THE relatives pocketing the pension of a Japanese man who had been dead in his bed for 30 years were last night asked exactly how they thought this was going to pan out.
Sogen Kato was thought to be the oldest man in Tokyo until local officials offered him a piece of cake to celebrate his 111th birthday and his nose fell off.
A Tokyo City council spokesman said: “The grand-daughter picked up the nose and tried to stick it back on saying, ‘oh, it does that all the time, doesn’t it grandad?’.
“We then noticed a couple of other clues.
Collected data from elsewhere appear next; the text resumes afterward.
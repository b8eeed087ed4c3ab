//! TCP Transport
//!
//! Client-side connection to the ring daemon over TCP. Every operation opens
//! its own [`TcpChannel`] through a [`TcpConnector`] and drops it when done.
//!
//! ```text
//! ┌─────────────────┐                    ┌─────────────────┐
//! │  Token Client   │                    │   Ring Daemon   │
//! │                 │                    │                 │
//! │   TcpChannel    ├───────────────────►│   TCP listener  │
//! │                 │  framed JSON text  │                 │
//! │  request ──────►│                    │◄── request      │
//! │  ◄────── reply  │                    │    reply ──────►│
//! └─────────────────┘                    └─────────────────┘
//! ```

use std::time::Duration;

use async_trait::async_trait;
use tokio::io::{AsyncReadExt, AsyncWriteExt};
use tokio::net::TcpStream;
use tokio::time::Instant;

use super::config::TransportConfig;
use super::frame::{encode, FrameDecoder};
use super::traits::{Connector, TokenChannel, TransportError};

/// Opens TCP connections to the daemon
#[derive(Clone, Debug)]
pub struct TcpConnector {
    addr: String,
    connect_timeout: Duration,
    read_timeout: Duration,
}

impl TcpConnector {
    /// Create a connector for `addr` with explicit timeouts
    pub fn new(addr: impl Into<String>, connect_timeout: Duration, read_timeout: Duration) -> Self {
        Self {
            addr: addr.into(),
            connect_timeout,
            read_timeout,
        }
    }

    /// Create a connector from transport configuration
    #[must_use]
    pub fn from_config(config: &TransportConfig) -> Self {
        Self::new(
            config.daemon_addr.clone(),
            config.connect_timeout(),
            config.read_timeout(),
        )
    }
}

#[async_trait]
impl Connector for TcpConnector {
    type Channel = TcpChannel;

    async fn connect(&self) -> Result<TcpChannel, TransportError> {
        let stream = tokio::time::timeout(self.connect_timeout, TcpStream::connect(&self.addr))
            .await
            .map_err(|_| {
                TransportError::ConnectionFailed(format!(
                    "Timed out connecting to {} after {:?}",
                    self.addr, self.connect_timeout
                ))
            })?
            .map_err(|e| {
                TransportError::ConnectionFailed(format!(
                    "Failed to connect to {}: {}",
                    self.addr, e
                ))
            })?;

        stream.set_nodelay(true)?;

        tracing::debug!(addr = %self.addr, "Connected to ring daemon");

        Ok(TcpChannel::new(stream, self.read_timeout))
    }
}

/// One TCP connection to the daemon
#[derive(Debug)]
pub struct TcpChannel {
    stream: TcpStream,
    decoder: FrameDecoder,
    read_timeout: Duration,
}

impl TcpChannel {
    /// Wrap an established stream
    #[must_use]
    pub fn new(stream: TcpStream, read_timeout: Duration) -> Self {
        Self {
            stream,
            decoder: FrameDecoder::new(),
            read_timeout,
        }
    }
}

#[async_trait]
impl TokenChannel for TcpChannel {
    async fn send(&mut self, message: &str) -> Result<(), TransportError> {
        let frame = encode(message.as_bytes())?;

        self.stream
            .write_all(&frame)
            .await
            .map_err(|e| TransportError::SendFailed(e.to_string()))?;
        self.stream
            .flush()
            .await
            .map_err(|e| TransportError::SendFailed(e.to_string()))
    }

    async fn read_message(&mut self) -> Result<Option<Vec<u8>>, TransportError> {
        let deadline = Instant::now() + self.read_timeout;
        let mut buf = [0u8; 4096];

        loop {
            if let Some(payload) = self.decoder.decode()? {
                return Ok(Some(payload));
            }

            // `read` is cancel-safe: bytes already pushed stay in the decoder.
            match tokio::time::timeout_at(deadline, self.stream.read(&mut buf)).await {
                Err(_) => return Ok(None),
                Ok(Ok(0)) => {
                    tracing::debug!("Connection closed by daemon");
                    return Err(TransportError::ConnectionClosed);
                }
                Ok(Ok(n)) => self.decoder.push(&buf[..n]),
                Ok(Err(e)) => return Err(TransportError::ReceiveFailed(e.to_string())),
            }
        }
    }
}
One, he’d been very quiet since we arrived, and two, he didn’t have any eyes.
“But it was only when we all shouted ‘Mr Kato, we have cake for you’ as loud as we could that we realised he was probably dead.”
Helen Archer, some opinionated cow from Hatfield, said: “At which birthday were they going to stop. The 135th? The 190th?
“Or perhaps he was to be passed down through the generations, each one pocketing the pension of the unbelievably old man with the detachable nose.
“You can really only do Weekend at Bernie’s with a brand new corpse. If you try and do it with a skeletal mummy that’s 30 years-old someone is eventually going to twig.”
And Bill McKay, some arse from York, said: “If you try and make out that your grandad is still going strong at 135 then somebody in the pension office is going to notice that and there’s a good chance they’re then going to phone the Guinness Book of Records.
“They are then going to turn up with a photographer and the expectation of a pulse. And even though old Norris McWhirter has long since passed, those boys are no chumps. They verify old people’s ages all the time and they’ve gotten very good at telling whether or not someone’s incredibly dead.”
He added: “They could at least have bunged him in the fridge or hired a ventriloquist.”